Georgiy intercetta un rude bracciante soprannominato “Brad Pitt” per la sua una volta leggendaria bellezza. Georgiy gli affida il compito di tagliare l’erba, pulire il laghetto dei Koi e appendere le lucine fatate, per trasformare il luogo in qualcosa di magico per la notte speciale.

Brad Pitt osserva il prato con uno sguardo ammaliante, tira il bordo del cappello imbrattato di sudore, e annuisce stancamente. “Sarà fatto,” dice.

Qella notte verso l’1:30 del mattino, mi sveglio di soprassalto nella mia stanza d’albergo al suono delle sirene di allarme aereo, seguite dall’IMPATTO assordante di missili che colpiscono obiettivi da qualche parte in città. Poi, il suono delle sirene dei vigili del fuoco. Poi, un silenzio inquietante. Per un attimo penso di indossare le scarpe e recarmi nel rifugio antiaereo dell’hotel, ma non sono nemmeno sicuro di dove si trovi. Mi copro con le lenzuola e torno a dormire.


Verso sera, una band locale suona, il vino scorre e circa cento ospiti si rilassano sotto gli alberi e sulle sedie di legno sparpagliate per il terreno. La folla è variegata: giovani coppie, gruppi di anziani ridendo, socialite locali con grandi cappelli da sole, bambini con le ginocchia sporche d’erba. Brad Pitt del giardinaggio ha fatto un ottimo lavoro. Nella luce seppia del crepuscolo, il luogo sembra magico.

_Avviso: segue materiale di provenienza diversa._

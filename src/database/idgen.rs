use snowflake::SnowflakeIdGenerator;
use std::sync::Mutex;
use std::time::{Duration, UNIX_EPOCH};

const SNOWFLAKE_EPOCH: u64 = 1704067200000;

static GENERATOR: once_cell::sync::OnceCell<Mutex<SnowflakeIdGenerator>> = once_cell::sync::OnceCell::new();

fn new() -> Mutex<SnowflakeIdGenerator> {
    let epoch = UNIX_EPOCH + Duration::from_millis(SNOWFLAKE_EPOCH);
    let machine_id = fastrand::i32(0..32);
    let node_id = fastrand::i32(0..32);
    Mutex::new(SnowflakeIdGenerator::with_epoch(machine_id, node_id, epoch))
}

// ids for ledger rows and log entries
pub fn next() -> i64 {
    match GENERATOR.get_or_init(new).lock() {
        Ok(mut generator) => generator.generate(),
        Err(poisoned) => poisoned.into_inner().generate(),
    }
}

persone sedute a un tavolo con bicchieri e bottiglie di vino

Nicholas Reiff

Georgiy, sua moglie e i suoi genitori versano bicchieri colmi di Odessa Black da una grande brocca di plastica. Il menu di stasera: una ricca e saporita zuppa di montone; plov uzbeko (riso burroso, dolcificato con carote e ribes, con abbondanti pezzi di grasso montone); e costolette alla brace, al sangue e fresche. Mi chiedo se questo paradiso culinario si stia replicando da qualche altra parte sulla Terra in questo momento. Ne dubito.

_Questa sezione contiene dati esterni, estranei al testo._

//! Bank channel ledgers. Every mutation locks the channel row, moves one
//! counter, recomputes the balance from the full formula and appends a log
//! row, all inside one database transaction.

use bigdecimal::BigDecimal;
use chrono::Utc;
use diesel::prelude::*;
use diesel::PgConnection;
use tracing::info;

use crate::amount;
use crate::database::{idgen, models};
use crate::error::{Entity, LedgerError};
use crate::lifecycle::LedgerEntryType;

pub struct NewChannel {
    pub name: String,
    pub owner_name: String,
    pub starting_balance: BigDecimal,
    pub limits: models::BankLimits,
}

pub fn create_channel(conn: &mut PgConnection, req: NewChannel, actor: &str) -> Result<models::BankChannel, LedgerError> {
    if req.name.trim().is_empty() {
        return Err(LedgerError::InvalidRequest("bank channel name is empty".to_string()));
    }
    amount::ensure_non_negative(&req.starting_balance)?;
    let record = models::NewBankChannel {
        id: idgen::next(),
        name: req.name,
        owner_name: req.owner_name,
        is_active: true,
        starting_balance: req.starting_balance.clone(),
        current_balance: req.starting_balance,
        total_deposits: amount::zero(),
        total_withdrawals: amount::zero(),
        total_cash_in: amount::zero(),
        total_cash_out: amount::zero(),
        daily_deposit_limit: req.limits.daily_deposit_limit,
        daily_withdraw_limit: req.limits.daily_withdraw_limit,
        monthly_deposit_limit: req.limits.monthly_deposit_limit,
        monthly_withdraw_limit: req.limits.monthly_withdraw_limit,
        created_at: Utc::now().naive_utc(),
    };
    let channel = diesel::insert_into(crate::schema::bank_channel::table)
        .values(&record)
        .get_result::<models::BankChannel>(conn)?;
    info!(bank_id = channel.id, name = %channel.name, actor, "bank channel created");
    Ok(channel)
}

pub fn load_channel(conn: &mut PgConnection, channel_id: i64) -> Result<models::BankChannel, LedgerError> {
    use crate::schema::bank_channel::dsl::*;
    bank_channel
        .find(channel_id)
        .first::<models::BankChannel>(conn)
        .optional()?
        .ok_or_else(|| LedgerError::not_found(Entity::BankChannel, channel_id))
}

pub fn list_channels(conn: &mut PgConnection) -> Result<Vec<models::BankChannel>, LedgerError> {
    use crate::schema::bank_channel::dsl::*;
    Ok(bank_channel.order(created_at.asc()).load::<models::BankChannel>(conn)?)
}

/// Applies one ledger entry to a channel under a row lock.
///
/// `tx_ref` links the log row to the money transaction that caused it.
pub fn apply_entry(
    conn: &mut PgConnection,
    channel_id: i64,
    entry: LedgerEntryType,
    delta: &BigDecimal,
    actor: &str,
    note: Option<&str>,
    tx_ref: Option<i64>,
) -> Result<models::BankChannel, LedgerError> {
    match entry {
        LedgerEntryType::AdjustStartingBalance => amount::ensure_non_negative(delta)?,
        _ => amount::ensure_positive(delta)?,
    }

    conn.transaction::<_, LedgerError, _>(|conn| {
        let channel = {
            use crate::schema::bank_channel::dsl::*;
            bank_channel
                .find(channel_id)
                .for_update()
                .first::<models::BankChannel>(conn)
                .optional()?
                .ok_or_else(|| LedgerError::not_found(Entity::BankChannel, channel_id))?
        };
        let next = channel.counters().apply(entry, delta)?;
        let next_balance = next.current_balance();

        let updated = {
            use crate::schema::bank_channel::dsl::*;
            diesel::update(bank_channel.find(channel_id))
                .set((
                    starting_balance.eq(next.starting_balance),
                    total_deposits.eq(next.total_deposits),
                    total_withdrawals.eq(next.total_withdrawals),
                    total_cash_in.eq(next.total_cash_in),
                    total_cash_out.eq(next.total_cash_out),
                    current_balance.eq(next_balance.clone()),
                ))
                .get_result::<models::BankChannel>(conn)?
        };

        let log = models::NewBankTransactionLog {
            id: idgen::next(),
            bank_id: channel_id,
            transaction_type: entry.as_str().to_string(),
            amount: delta.clone(),
            last_balance: channel.current_balance.clone(),
            current_balance: next_balance,
            process_by: actor.to_string(),
            remark: note.map(str::to_string),
            transaction_id: tx_ref,
            created_at: Utc::now().naive_utc(),
        };
        diesel::insert_into(crate::schema::bank_transaction_log::table)
            .values(&log)
            .execute(conn)?;

        info!(
            bank_id = channel_id,
            %entry,
            amount = %delta,
            last_balance = %channel.current_balance,
            current_balance = %updated.current_balance,
            actor,
            "bank ledger updated"
        );
        Ok(updated)
    })
}

pub fn cash_in(
    conn: &mut PgConnection,
    channel_id: i64,
    delta: &BigDecimal,
    actor: &str,
    note: Option<&str>,
) -> Result<models::BankChannel, LedgerError> {
    apply_entry(conn, channel_id, LedgerEntryType::CashIn, delta, actor, note, None)
}

pub fn cash_out(
    conn: &mut PgConnection,
    channel_id: i64,
    delta: &BigDecimal,
    actor: &str,
    note: Option<&str>,
) -> Result<models::BankChannel, LedgerError> {
    apply_entry(conn, channel_id, LedgerEntryType::CashOut, delta, actor, note, None)
}

pub fn set_starting_balance(
    conn: &mut PgConnection,
    channel_id: i64,
    value: &BigDecimal,
    actor: &str,
    note: Option<&str>,
) -> Result<models::BankChannel, LedgerError> {
    apply_entry(conn, channel_id, LedgerEntryType::AdjustStartingBalance, value, actor, note, None)
}

// soft disable; channels referenced by logs are never deleted
pub fn set_status(
    conn: &mut PgConnection,
    channel_id: i64,
    active: bool,
    actor: &str,
) -> Result<models::BankChannel, LedgerError> {
    use crate::schema::bank_channel::dsl::*;
    let channel = diesel::update(bank_channel.find(channel_id))
        .set(is_active.eq(active))
        .get_result::<models::BankChannel>(conn)
        .optional()?
        .ok_or_else(|| LedgerError::not_found(Entity::BankChannel, channel_id))?;
    info!(bank_id = channel_id, active, actor, "bank channel status changed");
    Ok(channel)
}

pub fn set_limits(
    conn: &mut PgConnection,
    channel_id: i64,
    limits: &models::BankLimits,
    actor: &str,
) -> Result<models::BankChannel, LedgerError> {
    use crate::schema::bank_channel::dsl::*;
    let channel = diesel::update(bank_channel.find(channel_id))
        .set(limits)
        .get_result::<models::BankChannel>(conn)
        .optional()?
        .ok_or_else(|| LedgerError::not_found(Entity::BankChannel, channel_id))?;
    info!(bank_id = channel_id, actor, "bank channel limits changed");
    Ok(channel)
}

pub fn list_logs(
    conn: &mut PgConnection,
    channel_id: i64,
    limit: i64,
) -> Result<Vec<models::BankTransactionLog>, LedgerError> {
    use crate::schema::bank_transaction_log::dsl::*;
    Ok(bank_transaction_log
        .filter(bank_id.eq(channel_id))
        .order((created_at.desc(), id.desc()))
        .limit(limit)
        .load::<models::BankTransactionLog>(conn)?)
}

Vicino al banco del vino di Slivino, c’è uno stand di Olvio Nuvo, gestito dal figlio di Pavlo. C’è anche un terzo produttore presente, la Cantina Babchuk, specializzata in rosé profumati e vini leggeri rossi. La squadra di Georgiy è impegnata a vendere biglietti per la lotteria e l’asta di stasera.

cantine ucraine

Nicholas Reiff

Tra i personaggi locali che si aggirano tra i tavoli di cibo e vino c’è un avvocato che lavora per conto di cantine boutique della zona, cercando di abbattere i numerosi ostacoli burocratici che sono rimasti dai tempi sovietici. Questo è un processo che è davvero iniziato solo nel 2018 (quando la maggior parte delle cantine ucraine era composta da grandi impianti di produzione), e che si sta gradualmente sviluppando. C’è anche un marinaio ucraino barbuto, solido come una quercia, che conosce Pavlo e si è unito alla lotteria per raccogliere fondi per la manutenzione del suo parco motori (il finanziamento creativo per mantenere le attrezzature è una realtà per molte unità che combattono in guerra).

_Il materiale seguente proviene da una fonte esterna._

#[post("/bank/{id}/status")]
#[instrument(skip(db, accept), fields(request_id = request_id.as_str()))]
pub async fn bank_status_handler(
    db: web::Data<DbPool>,
    request_id: RequestId,
    accept: web::Header<header::Accept>,
    admin: AdminIdentity,
    id: web::Path<String>,
    input: web::Json<proto::BankStatusInput>,
) -> HttpResponse {
    let is_protobuf = responses::wants_protobuf(&accept);
    let Some(channel_id) = parse_id(&id) else {
        return responses::bad_parameter_http_response("id", is_protobuf);
    };
    let active = input.is_active;
    run_blocking(db, is_protobuf, move |conn| {
        let actor = queries::load_admin(conn, admin.0)?;
        banks::set_status(conn, channel_id, active, &actor.username).map(|channel| bank_output(&channel))
    })
    .await
}

#[post("/bank/{id}/limits")]
#[instrument(skip(db, accept), fields(request_id = request_id.as_str()))]
pub async fn bank_limits_handler(
    db: web::Data<DbPool>,
    request_id: RequestId,
    accept: web::Header<header::Accept>,
    admin: AdminIdentity,
    id: web::Path<String>,
    input: web::Json<proto::BankLimitsInput>,
) -> HttpResponse {
    let is_protobuf = responses::wants_protobuf(&accept);
    let Some(channel_id) = parse_id(&id) else {
        return responses::bad_parameter_http_response("id", is_protobuf);
    };
    let limits = match limits_from_wire(&input) {
        Ok(limits) => limits,
        Err(field) => return responses::bad_parameter_http_response(field, is_protobuf),
    };
    run_blocking(db, is_protobuf, move |conn| {
        let actor = queries::load_admin(conn, admin.0)?;
        banks::set_limits(conn, channel_id, &limits, &actor.username).map(|channel| bank_output(&channel))
    })
    .await
}

#[get("/bank/{id}/logs")]
#[instrument(skip(db, accept), fields(request_id = request_id.as_str()))]
pub async fn bank_logs_handler(
    db: web::Data<DbPool>,
    request_id: RequestId,
    accept: web::Header<header::Accept>,
    id: web::Path<String>,
    query: web::Query<LogQuery>,
) -> HttpResponse {
    let is_protobuf = responses::wants_protobuf(&accept);
    let Some(channel_id) = parse_id(&id) else {
        return responses::bad_parameter_http_response("id", is_protobuf);
    };
    let limit = query.limit();
    run_blocking(db, is_protobuf, move |conn| {
        // listing logs of an unknown channel is a not_found, not an empty page
        banks::load_channel(conn, channel_id)?;
        let logs = banks::list_logs(conn, channel_id, limit)?;
        Ok(GenericOutput {
            bank_logs: logs.iter().map(Into::into).collect(),
            ..Default::default()
        })
    })
    .await
}

// users and admins

#[post("/users")]
#[instrument(skip(db, accept), fields(request_id = request_id.as_str()))]
pub async fn create_user_handler(
    db: web::Data<DbPool>,
    request_id: RequestId,
    accept: web::Header<header::Accept>,
    admin: AdminIdentity,
    input: web::Json<proto::CreateUserInput>,
) -> HttpResponse {
    let is_protobuf = responses::wants_protobuf(&accept);
    let input = input.into_inner();
    if input.username.trim().is_empty() {
        return responses::bad_parameter_http_response("username", is_protobuf);
    }
    let vip_level = input.vip_level.unwrap_or_else(|| "member".to_string());
    run_blocking(db, is_protobuf, move |conn| {
        let actor = queries::load_admin(conn, admin.0)?;
        let user = mutations::init_user(conn, &input.username, &vip_level)?;
        info!(username = %user.username, actor = %actor.username, "user provisioned");
        Ok(GenericOutput {
            wallet: Some((&user).into()),
            ..Default::default()
        })
    })
    .await
}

All’incirca al tramonto, la band fa una pausa, i ballerini si disperdono e la lotteria ha inizio. Ci sono magliette con il logo di Slivino, bottiglie di tutti e tre i vigneti, un set di calici. Il vero premio della serata: il contenitore per un proiettile del cannone Paladin da 155mm. Per questo, le offerte si fanno aggressive. Le offerte schizzano da un’offerta all’altra attraverso il giardino mentre il presentatore incita la folla.

Infine, c’è un’offerta vincente: il contenitore del Paladin va a una giovane donna in un abito estivo, che corre verso il palco, lo abbraccia come un orsacchiotto gigante e poi lo alza in alto con un urlo di vittoria.


La band si imballa e i festaioli si dirigono alle loro auto. Ad un lungo tavolo di legno sotto una serie di lucine scintillanti, la famiglia di Georgiy, Leonid e Svitlana della cantina Babchuk, raccontano storie, si prendono in giro a vicenda, fumano sigarette IQOS e fanno uno spuntino con formaggio e pane.

“Un tempo organizzavamo feste come questa tutto il tempo,” dice Georgiy. “Persone che arrivavano da Kyiv, band da Kherson. Ma da quando è iniziata la guerra, questa è la nostra prima. La gente ne ha bisogno: bere, ridere, dimenticare. La guerra non può toglierci questo.”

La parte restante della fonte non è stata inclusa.